Problem details: The listing below should be written out exactly; please include all of it.

The data:
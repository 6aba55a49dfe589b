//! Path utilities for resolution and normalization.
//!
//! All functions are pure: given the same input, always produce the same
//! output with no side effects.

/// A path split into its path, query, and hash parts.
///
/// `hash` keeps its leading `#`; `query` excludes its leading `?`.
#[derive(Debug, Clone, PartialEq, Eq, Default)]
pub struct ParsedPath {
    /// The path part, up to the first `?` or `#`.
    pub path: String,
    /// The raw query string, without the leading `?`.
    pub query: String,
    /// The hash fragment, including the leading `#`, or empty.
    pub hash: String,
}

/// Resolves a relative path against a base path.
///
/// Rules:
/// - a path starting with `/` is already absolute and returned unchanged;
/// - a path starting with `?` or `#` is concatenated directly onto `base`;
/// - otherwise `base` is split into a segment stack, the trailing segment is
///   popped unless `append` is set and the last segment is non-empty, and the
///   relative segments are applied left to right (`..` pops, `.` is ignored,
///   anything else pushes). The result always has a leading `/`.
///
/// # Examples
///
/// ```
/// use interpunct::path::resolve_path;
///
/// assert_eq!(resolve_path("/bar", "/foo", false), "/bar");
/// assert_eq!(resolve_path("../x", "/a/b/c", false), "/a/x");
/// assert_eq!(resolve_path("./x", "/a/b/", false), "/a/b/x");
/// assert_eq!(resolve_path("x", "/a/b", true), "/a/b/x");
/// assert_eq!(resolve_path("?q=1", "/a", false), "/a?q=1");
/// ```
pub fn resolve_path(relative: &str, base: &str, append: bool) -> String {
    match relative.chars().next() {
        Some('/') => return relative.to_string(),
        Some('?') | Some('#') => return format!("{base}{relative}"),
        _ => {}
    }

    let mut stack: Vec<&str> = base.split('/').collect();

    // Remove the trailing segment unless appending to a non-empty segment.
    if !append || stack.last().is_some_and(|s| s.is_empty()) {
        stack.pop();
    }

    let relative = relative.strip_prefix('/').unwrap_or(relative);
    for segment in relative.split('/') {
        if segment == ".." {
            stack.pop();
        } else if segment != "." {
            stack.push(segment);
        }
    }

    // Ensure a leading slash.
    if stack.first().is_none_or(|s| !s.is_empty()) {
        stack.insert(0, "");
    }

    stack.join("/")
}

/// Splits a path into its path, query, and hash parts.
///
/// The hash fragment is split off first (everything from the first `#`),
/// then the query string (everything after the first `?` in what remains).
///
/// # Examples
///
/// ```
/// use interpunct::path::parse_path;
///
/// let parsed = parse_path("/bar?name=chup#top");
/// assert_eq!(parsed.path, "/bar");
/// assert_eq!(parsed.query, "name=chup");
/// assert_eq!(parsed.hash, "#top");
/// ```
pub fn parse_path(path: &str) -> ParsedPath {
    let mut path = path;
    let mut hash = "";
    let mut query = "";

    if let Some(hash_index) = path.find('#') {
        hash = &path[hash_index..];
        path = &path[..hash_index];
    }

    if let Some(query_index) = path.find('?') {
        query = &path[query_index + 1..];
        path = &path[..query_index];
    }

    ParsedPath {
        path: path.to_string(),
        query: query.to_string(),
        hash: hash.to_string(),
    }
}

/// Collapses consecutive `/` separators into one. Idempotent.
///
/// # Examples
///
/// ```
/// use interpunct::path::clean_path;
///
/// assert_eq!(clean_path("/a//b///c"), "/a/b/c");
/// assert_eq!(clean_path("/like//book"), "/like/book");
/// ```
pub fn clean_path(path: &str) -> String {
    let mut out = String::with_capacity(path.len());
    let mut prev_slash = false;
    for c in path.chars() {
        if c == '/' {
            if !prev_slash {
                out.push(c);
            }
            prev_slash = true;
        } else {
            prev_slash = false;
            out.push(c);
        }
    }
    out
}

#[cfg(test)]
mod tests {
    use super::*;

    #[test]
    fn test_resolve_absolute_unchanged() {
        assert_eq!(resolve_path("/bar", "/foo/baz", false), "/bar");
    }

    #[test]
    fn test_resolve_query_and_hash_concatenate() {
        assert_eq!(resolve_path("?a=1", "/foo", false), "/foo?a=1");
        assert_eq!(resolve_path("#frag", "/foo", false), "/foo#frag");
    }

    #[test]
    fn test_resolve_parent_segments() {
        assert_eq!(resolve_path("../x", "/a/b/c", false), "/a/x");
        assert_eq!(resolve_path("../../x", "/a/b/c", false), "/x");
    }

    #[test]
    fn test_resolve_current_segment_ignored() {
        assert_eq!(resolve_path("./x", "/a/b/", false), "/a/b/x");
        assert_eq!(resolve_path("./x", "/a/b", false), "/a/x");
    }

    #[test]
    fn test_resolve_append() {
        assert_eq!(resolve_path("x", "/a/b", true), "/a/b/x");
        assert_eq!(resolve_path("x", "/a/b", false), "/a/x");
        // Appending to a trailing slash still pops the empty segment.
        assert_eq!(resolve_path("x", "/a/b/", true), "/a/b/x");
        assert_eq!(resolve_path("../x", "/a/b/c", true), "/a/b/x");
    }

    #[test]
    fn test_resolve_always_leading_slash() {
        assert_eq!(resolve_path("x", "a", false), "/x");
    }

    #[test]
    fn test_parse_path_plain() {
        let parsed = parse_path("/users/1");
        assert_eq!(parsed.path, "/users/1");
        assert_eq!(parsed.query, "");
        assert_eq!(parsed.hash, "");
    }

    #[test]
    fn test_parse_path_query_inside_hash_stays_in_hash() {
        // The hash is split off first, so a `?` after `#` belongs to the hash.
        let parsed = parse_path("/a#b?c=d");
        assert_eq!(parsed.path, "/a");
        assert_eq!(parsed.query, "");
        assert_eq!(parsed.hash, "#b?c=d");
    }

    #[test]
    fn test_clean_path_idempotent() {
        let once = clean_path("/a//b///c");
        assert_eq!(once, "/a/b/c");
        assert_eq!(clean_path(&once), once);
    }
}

Written answer:
repository 6aba55a49dfe589b
//! Path utilities for resolution and normalization.
//!
//! All functions are pure: given the same input, always produce the same
//! output with no side effects.

/// A path split into its path, query, and hash parts.
///
/// `hash` keeps its leading `#`; `query` excludes its leading `?`.
#[derive(Debug, Clone, PartialEq, Eq, Default)]
pub struct ParsedPath {
    /// The path part, up to the first `?` or `#`.
    pub path: String,
    /// The raw query string, without the leading `?`.
    pub query: String,
    /// The hash fragment, including the leading `#`, or empty.
    pub hash: String,
}

/// Resolves a relative path against a base path.
///
/// Rules:
/// - a path starting with `/` is already absolute and returned unchanged;
/// - a path starting with `?` or `#` is concatenated directly onto `base`;
/// - otherwise `base` is split into a segment stack, the trailing segment is
///   popped unless `append` is set and the last segment is non-empty, and the
///   relative segments are applied left to right (`..` pops, `.` is ignored,
///   anything else pushes). The result always has a leading `/`.
///
/// # Examples
///
/// ```
/// use interpunct::path::resolve_path;
///
/// assert_eq!(resolve_path("/bar", "/foo", false), "/bar");
/// assert_eq!(resolve_path("../x", "/a/b/c", false), "/a/x");
/// assert_eq!(resolve_path("./x", "/a/b/", false), "/a/b/x");
/// assert_eq!(resolve_path("x", "/a/b", true), "/a/b/x");
/// assert_eq!(resolve_path("?q=1", "/a", false), "/a?q=1");
/// ```
pub fn resolve_path(relative: &str, base: &str, append: bool) -> String {
    match relative.chars().next() {
        Some('/') => return relative.to_string(),
        Some('?') | Some('#') => return format!("{base}{relative}"),
        _ => {}
    }

    let mut stack: Vec<&str> = base.split('/').collect();

    // Remove the trailing segment unless appending to a non-empty segment.
    if !append || stack.last().is_some_and(|s| s.is_empty()) {
        stack.pop();
    }

    let relative = relative.strip_prefix('/').unwrap_or(relative);
    for segment in relative.split('/') {
        if segment == ".." {
            stack.pop();
        } else if segment != "." {
            stack.push(segment);
        }
    }

    // Ensure a leading slash.
    if stack.first().is_none_or(|s| !s.is_empty()) {
        stack.insert(0, "");
    }

    stack.join("/")
}

/// Splits a path into its path, query, and hash parts.
///
/// The hash fragment is split off first (everything from the first `#`),
/// then the query string (everything after the first `?` in what remains).
///
/// # Examples
///
/// ```
/// use interpunct::path::parse_path;
///
/// let parsed = parse_path("/bar?name=chup#top");
/// assert_eq!(parsed.path, "/bar");
/// assert_eq!(parsed.query, "name=chup");
/// assert_eq!(parsed.hash, "#top");
/// ```
pub fn parse_path(path: &str) -> ParsedPath {
    let mut path = path;
    let mut hash = "";
    let mut query = "";

    if let Some(hash_index) = path.find('#') {
        hash = &path[hash_index..];
        path = &path[..hash_index];
    }

    if let Some(query_index) = path.find('?') {
        query = &path[query_index + 1..];
        path = &path[..query_index];
    }

    ParsedPath {
        path: path.to_string(),
        query: query.to_string(),
        hash: hash.to_string(),
    }
}

/// Collapses consecutive `/` separators into one. Idempotent.
///
/// # Examples
///
/// ```
/// use interpunct::path::clean_path;
///
/// assert_eq!(clean_path("/a//b///c"), "/a/b/c");
/// assert_eq!(clean_path("/like//book"), "/like/book");
/// ```
pub fn clean_path(path: &str) -> String {
    let mut out = String::with_capacity(path.len());
    let mut prev_slash = false;
    for c in path.chars() {
        if c == '/' {
            if !prev_slash {
                out.push(c);
            }
            prev_slash = true;
        } else {
            prev_slash = false;
            out.push(c);
        }
    }
    out
}

#[cfg(test)]
mod tests {
    use super::*;

    #[test]
    fn test_resolve_absolute_unchanged() {
        assert_eq!(resolve_path("/bar", "/foo/baz", false), "/bar");
    }

    #[test]
    fn test_resolve_query_and_hash_concatenate() {
        assert_eq!(resolve_path("?a=1", "/foo", false), "/foo?a=1");
        assert_eq!(resolve_path("#frag", "/foo", false), "/foo#frag");
    }

    #[test]
    fn test_resolve_parent_segments() {
        assert_eq!(resolve_path("../x", "/a/b/c", false), "/a/x");
        assert_eq!(resolve_path("../../x", "/a/b/c", false), "/x");
    }

    #[test]
    fn test_resolve_current_segment_ignored() {
        assert_eq!(resolve_path("./x", "/a/b/", false), "/a/b/x");
        assert_eq!(resolve_path("./x", "/a/b", false), "/a/x");
    }

    #[test]
    fn test_resolve_append() {
        assert_eq!(resolve_path("x", "/a/b", true), "/a/b/x");
        assert_eq!(resolve_path("x", "/a/b", false), "/a/x");
        // Appending to a trailing slash still pops the empty segment.
        assert_eq!(resolve_path("x", "/a/b/", true), "/a/b/x");
        assert_eq!(resolve_path("../x", "/a/b/c", true), "/a/b/x");
    }

    #[test]
    fn test_resolve_always_leading_slash() {
        assert_eq!(resolve_path("x", "a", false), "/x");
    }

    #[test]
    fn test_parse_path_plain() {
        let parsed = parse_path("/users/1");
        assert_eq!(parsed.path, "/users/1");
        assert_eq!(parsed.query, "");
        assert_eq!(parsed.hash, "");
    }

    #[test]
    fn test_parse_path_query_inside_hash_stays_in_hash() {
        // The hash is split off first, so a `?` after `#` belongs to the hash.
        let parsed = parse_path("/a#b?c=d");
        assert_eq!(parsed.path, "/a");
        assert_eq!(parsed.query, "");
        assert_eq!(parsed.hash, "#b?c=d");
    }

    #[test]
    fn test_clean_path_idempotent() {
        let once = clean_path("/a//b///c");
        assert_eq!(once, "/a/b/c");
        assert_eq!(clean_path(&once), once);
    }
}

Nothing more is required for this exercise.